# ASSIGNED TASK
All of the records need to be retyped exactly, with no line dropped.

┄┄┄┄┄┄┄┄┄┄┄┄┄┄┄┄┄┄┄┄

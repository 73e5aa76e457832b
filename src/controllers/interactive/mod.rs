//! Interactive controller for gesture-driven fractal exploration.
//!
//! The controller follows the ports & adapters pattern:
//! - **Input**: `InputEvent` values translated by an input adapter
//! - **Output**: the `CanvasSurfacePort` trait receiving finished frames
//! - **Core**: rasterization and viewport math from `core/`

mod controller;
pub mod errors;
pub mod events;
pub mod gesture;
pub mod ports;

pub use controller::GestureController;
pub use errors::SetupError;
pub use events::{EventResponse, InputEvent};
pub use gesture::GestureSession;
pub use ports::canvas_surface::CanvasSurfacePort;
use crate::core::actions::rasterize::rasterize::RenderSettings;
use crate::core::colour_mapping::kinds::ColourMapKinds;
use crate::core::config::errors::ConfigError;
use crate::core::data::complex::Complex;
use crate::core::data::formula_params::FormulaParams;
use crate::core::data::viewport::{Viewport, ViewportError};
use crate::core::fractals::quadratic_family::kinds::EvaluatorKinds;

const DEFAULT_MAX_ITERATIONS: u32 = 100;
const DEFAULT_INITIAL_SCALE: f64 = 3.0;
const DEFAULT_CENTER: Complex = Complex::new(-0.05, 0.005);

/// Everything needed to bring up a renderer.
///
/// Construct it with struct-update syntax from [`ExplorerConfig::default`] or
/// [`ExplorerConfig::showcase`]; consumers call [`ExplorerConfig::validate`]
/// before using it.
#[derive(Debug, Clone, Copy, PartialEq)]
pub struct ExplorerConfig {
    pub max_iterations: u32,
    pub colour_offset: f64,
    pub initial_scale: f64,
    pub center: Complex,
    pub formula_params: FormulaParams,
    pub evaluator_kind: EvaluatorKinds,
    pub colour_map_kind: ColourMapKinds,
}

impl Default for ExplorerConfig {
    fn default() -> Self {
        let evaluator_kind = EvaluatorKinds::default();

        Self {
            max_iterations: DEFAULT_MAX_ITERATIONS,
            colour_offset: 0.0,
            initial_scale: DEFAULT_INITIAL_SCALE,
            center: DEFAULT_CENTER,
            formula_params: evaluator_kind.default_params(),
            evaluator_kind,
            colour_map_kind: ColourMapKinds::default(),
        }
    }
}

impl ExplorerConfig {
    /// A close-up framing with fewer iterations, tuned for a full-window
    /// background canvas.
    #[must_use]
    pub fn showcase() -> Self {
        Self {
            max_iterations: 70,
            colour_offset: 180.0,
            initial_scale: 0.4,
            ..Self::default()
        }
    }

    pub fn validate(&self) -> Result<(), ConfigError> {
        if self.max_iterations == 0 {
            return Err(ConfigError::ZeroMaxIterations);
        }

        if !(self.initial_scale.is_finite() && self.initial_scale > 0.0) {
            return Err(ConfigError::InvalidInitialScale {
                scale: self.initial_scale,
            });
        }

        if !self.center.is_finite() {
            return Err(ConfigError::InvalidCenter {
                real: self.center.real,
                imag: self.center.imag,
            });
        }

        if !self.colour_offset.is_finite() {
            return Err(ConfigError::InvalidColourOffset {
                offset: self.colour_offset,
            });
        }

        if !self.formula_params.is_finite() {
            return Err(ConfigError::NonFiniteFormulaParams);
        }

        Ok(())
    }

    pub fn initial_viewport(&self) -> Result<Viewport, ConfigError> {
        self.validate()?;

        let scale = self.initial_scale;
        Viewport::new(scale, self.center)
            .map_err(|err| viewport_error_to_config_error(err, scale))
    }

    #[must_use]
    pub fn render_settings(&self) -> RenderSettings {
        RenderSettings {
            max_iterations: self.max_iterations,
            colour_offset: self.colour_offset,
            formula_params: self.formula_params,
        }
    }
}

fn viewport_error_to_config_error(err: ViewportError, initial_scale: f64) -> ConfigError {
    match err {
        ViewportError::InvalidCenter { center } => ConfigError::InvalidCenter {
            real: center.real,
            imag: center.imag,
        },
        ViewportError::InvalidScale { scale } => ConfigError::InvalidInitialScale { scale },
        ViewportError::InvalidZoomFactor { .. } | ViewportError::EmptyCanvas { .. } => {
            ConfigError::InvalidInitialScale {
                scale: initial_scale,
            }
        }
    }
}

#[cfg(test)]
mod tests {
    use super::*;

    #[test]
    fn test_default_is_valid() {
        let config = ExplorerConfig::default();

        assert!(config.validate().is_ok());
        assert_eq!(config.max_iterations, 100);
        assert_eq!(config.initial_scale, 3.0);
        assert_eq!(config.center, Complex::new(-0.05, 0.005));
        assert_eq!(
            config.formula_params,
            EvaluatorKinds::Tuned.default_params()
        );
    }

    #[test]
    fn test_showcase_overrides_framing_only() {
        let config = ExplorerConfig::showcase();

        assert!(config.validate().is_ok());
        assert_eq!(config.max_iterations, 70);
        assert_eq!(config.colour_offset, 180.0);
        assert_eq!(config.initial_scale, 0.4);
        assert_eq!(config.center, ExplorerConfig::default().center);
    }

    #[test]
    fn test_zero_max_iterations_is_rejected() {
        let config = ExplorerConfig {
            max_iterations: 0,
            ..ExplorerConfig::default()
        };

        assert_eq!(config.validate(), Err(ConfigError::ZeroMaxIterations));
    }

    #[test]
    fn test_degenerate_scale_is_rejected() {
        for scale in [0.0, -3.0, f64::NAN, f64::INFINITY] {
            let config = ExplorerConfig {
                initial_scale: scale,
                ..ExplorerConfig::default()
            };

            assert!(matches!(
                config.validate(),
                Err(ConfigError::InvalidInitialScale { .. })
            ));
        }
    }

    #[test]
    fn test_non_finite_values_are_rejected() {
        let bad_center = ExplorerConfig {
            center: Complex::new(f64::NAN, 0.0),
            ..ExplorerConfig::default()
        };
        let bad_offset = ExplorerConfig {
            colour_offset: f64::INFINITY,
            ..ExplorerConfig::default()
        };
        let bad_params = ExplorerConfig {
            formula_params: FormulaParams::new(1.0, 1.0, f64::NAN, 0.0, 0.0),
            ..ExplorerConfig::default()
        };

        assert!(matches!(
            bad_center.validate(),
            Err(ConfigError::InvalidCenter { .. })
        ));
        assert!(matches!(
            bad_offset.validate(),
            Err(ConfigError::InvalidColourOffset { .. })
        ));
        assert_eq!(
            bad_params.validate(),
            Err(ConfigError::NonFiniteFormulaParams)
        );
    }

    #[test]
    fn test_initial_viewport_uses_scale_and_center() {
        let config = ExplorerConfig::showcase();
        let viewport = config.initial_viewport().unwrap();

        assert_eq!(viewport.scale(), 0.4);
        assert_eq!(viewport.center(), config.center);
    }

    #[test]
    fn test_render_settings_carry_session_values() {
        let config = ExplorerConfig::showcase();
        let settings = config.render_settings();

        assert_eq!(settings.max_iterations, 70);
        assert_eq!(settings.colour_offset, 180.0);
        assert_eq!(settings.formula_params, config.formula_params);
    }

    #[test]
    fn test_viewport_errors_keep_their_meaning() {
        let center = Complex::new(f64::NAN, 1.0);

        assert!(matches!(
            viewport_error_to_config_error(ViewportError::InvalidCenter { center }, 3.0),
            ConfigError::InvalidCenter { real, imag } if real.is_nan() && imag == 1.0
        ));
        assert_eq!(
            viewport_error_to_config_error(ViewportError::InvalidScale { scale: -1.0 }, 3.0),
            ConfigError::InvalidInitialScale { scale: -1.0 }
        );
    }
}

┄┄┄┄┄┄┄┄┄┄┄┄┄┄┄┄┄┄┄┄

# WRITTEN SOLUTION
repository 73e5aa76e457832b
filename src/controllers/interactive/mod.rs
//! Interactive controller for gesture-driven fractal exploration.
//!
//! The controller follows the ports & adapters pattern:
//! - **Input**: `InputEvent` values translated by an input adapter
//! - **Output**: the `CanvasSurfacePort` trait receiving finished frames
//! - **Core**: rasterization and viewport math from `core/`

mod controller;
pub mod errors;
pub mod events;
pub mod gesture;
pub mod ports;

pub use controller::GestureController;
pub use errors::SetupError;
pub use events::{EventResponse, InputEvent};
pub use gesture::GestureSession;
pub use ports::canvas_surface::CanvasSurfacePort;
use crate::core::actions::rasterize::rasterize::RenderSettings;
use crate::core::colour_mapping::kinds::ColourMapKinds;
use crate::core::config::errors::ConfigError;
use crate::core::data::complex::Complex;
use crate::core::data::formula_params::FormulaParams;
use crate::core::data::viewport::{Viewport, ViewportError};
use crate::core::fractals::quadratic_family::kinds::EvaluatorKinds;

const DEFAULT_MAX_ITERATIONS: u32 = 100;
const DEFAULT_INITIAL_SCALE: f64 = 3.0;
const DEFAULT_CENTER: Complex = Complex::new(-0.05, 0.005);

/// Everything needed to bring up a renderer.
///
/// Construct it with struct-update syntax from [`ExplorerConfig::default`] or
/// [`ExplorerConfig::showcase`]; consumers call [`ExplorerConfig::validate`]
/// before using it.
#[derive(Debug, Clone, Copy, PartialEq)]
pub struct ExplorerConfig {
    pub max_iterations: u32,
    pub colour_offset: f64,
    pub initial_scale: f64,
    pub center: Complex,
    pub formula_params: FormulaParams,
    pub evaluator_kind: EvaluatorKinds,
    pub colour_map_kind: ColourMapKinds,
}

impl Default for ExplorerConfig {
    fn default() -> Self {
        let evaluator_kind = EvaluatorKinds::default();

        Self {
            max_iterations: DEFAULT_MAX_ITERATIONS,
            colour_offset: 0.0,
            initial_scale: DEFAULT_INITIAL_SCALE,
            center: DEFAULT_CENTER,
            formula_params: evaluator_kind.default_params(),
            evaluator_kind,
            colour_map_kind: ColourMapKinds::default(),
        }
    }
}

impl ExplorerConfig {
    /// A close-up framing with fewer iterations, tuned for a full-window
    /// background canvas.
    #[must_use]
    pub fn showcase() -> Self {
        Self {
            max_iterations: 70,
            colour_offset: 180.0,
            initial_scale: 0.4,
            ..Self::default()
        }
    }

    pub fn validate(&self) -> Result<(), ConfigError> {
        if self.max_iterations == 0 {
            return Err(ConfigError::ZeroMaxIterations);
        }

        if !(self.initial_scale.is_finite() && self.initial_scale > 0.0) {
            return Err(ConfigError::InvalidInitialScale {
                scale: self.initial_scale,
            });
        }

        if !self.center.is_finite() {
            return Err(ConfigError::InvalidCenter {
                real: self.center.real,
                imag: self.center.imag,
            });
        }

        if !self.colour_offset.is_finite() {
            return Err(ConfigError::InvalidColourOffset {
                offset: self.colour_offset,
            });
        }

        if !self.formula_params.is_finite() {
            return Err(ConfigError::NonFiniteFormulaParams);
        }

        Ok(())
    }

    pub fn initial_viewport(&self) -> Result<Viewport, ConfigError> {
        self.validate()?;

        let scale = self.initial_scale;
        Viewport::new(scale, self.center)
            .map_err(|err| viewport_error_to_config_error(err, scale))
    }

    #[must_use]
    pub fn render_settings(&self) -> RenderSettings {
        RenderSettings {
            max_iterations: self.max_iterations,
            colour_offset: self.colour_offset,
            formula_params: self.formula_params,
        }
    }
}

fn viewport_error_to_config_error(err: ViewportError, initial_scale: f64) -> ConfigError {
    match err {
        ViewportError::InvalidCenter { center } => ConfigError::InvalidCenter {
            real: center.real,
            imag: center.imag,
        },
        ViewportError::InvalidScale { scale } => ConfigError::InvalidInitialScale { scale },
        ViewportError::InvalidZoomFactor { .. } | ViewportError::EmptyCanvas { .. } => {
            ConfigError::InvalidInitialScale {
                scale: initial_scale,
            }
        }
    }
}

#[cfg(test)]
mod tests {
    use super::*;

    #[test]
    fn test_default_is_valid() {
        let config = ExplorerConfig::default();

        assert!(config.validate().is_ok());
        assert_eq!(config.max_iterations, 100);
        assert_eq!(config.initial_scale, 3.0);
        assert_eq!(config.center, Complex::new(-0.05, 0.005));
        assert_eq!(
            config.formula_params,
            EvaluatorKinds::Tuned.default_params()
        );
    }

    #[test]
    fn test_showcase_overrides_framing_only() {
        let config = ExplorerConfig::showcase();

        assert!(config.validate().is_ok());
        assert_eq!(config.max_iterations, 70);
        assert_eq!(config.colour_offset, 180.0);
        assert_eq!(config.initial_scale, 0.4);
        assert_eq!(config.center, ExplorerConfig::default().center);
    }

    #[test]
    fn test_zero_max_iterations_is_rejected() {
        let config = ExplorerConfig {
            max_iterations: 0,
            ..ExplorerConfig::default()
        };

        assert_eq!(config.validate(), Err(ConfigError::ZeroMaxIterations));
    }

    #[test]
    fn test_degenerate_scale_is_rejected() {
        for scale in [0.0, -3.0, f64::NAN, f64::INFINITY] {
            let config = ExplorerConfig {
                initial_scale: scale,
                ..ExplorerConfig::default()
            };

            assert!(matches!(
                config.validate(),
                Err(ConfigError::InvalidInitialScale { .. })
            ));
        }
    }

    #[test]
    fn test_non_finite_values_are_rejected() {
        let bad_center = ExplorerConfig {
            center: Complex::new(f64::NAN, 0.0),
            ..ExplorerConfig::default()
        };
        let bad_offset = ExplorerConfig {
            colour_offset: f64::INFINITY,
            ..ExplorerConfig::default()
        };
        let bad_params = ExplorerConfig {
            formula_params: FormulaParams::new(1.0, 1.0, f64::NAN, 0.0, 0.0),
            ..ExplorerConfig::default()
        };

        assert!(matches!(
            bad_center.validate(),
            Err(ConfigError::InvalidCenter { .. })
        ));
        assert!(matches!(
            bad_offset.validate(),
            Err(ConfigError::InvalidColourOffset { .. })
        ));
        assert_eq!(
            bad_params.validate(),
            Err(ConfigError::NonFiniteFormulaParams)
        );
    }

    #[test]
    fn test_initial_viewport_uses_scale_and_center() {
        let config = ExplorerConfig::showcase();
        let viewport = config.initial_viewport().unwrap();

        assert_eq!(viewport.scale(), 0.4);
        assert_eq!(viewport.center(), config.center);
    }

    #[test]
    fn test_render_settings_carry_session_values() {
        let config = ExplorerConfig::showcase();
        let settings = config.render_settings();

        assert_eq!(settings.max_iterations, 70);
        assert_eq!(settings.colour_offset, 180.0);
        assert_eq!(settings.formula_params, config.formula_params);
    }

    #[test]
    fn test_viewport_errors_keep_their_meaning() {
        let center = Complex::new(f64::NAN, 1.0);

        assert!(matches!(
            viewport_error_to_config_error(ViewportError::InvalidCenter { center }, 3.0),
            ConfigError::InvalidCenter { real, imag } if real.is_nan() && imag == 1.0
        ));
        assert_eq!(
            viewport_error_to_config_error(ViewportError::InvalidScale { scale: -1.0 }, 3.0),
            ConfigError::InvalidInitialScale { scale: -1.0 }
        );
    }
}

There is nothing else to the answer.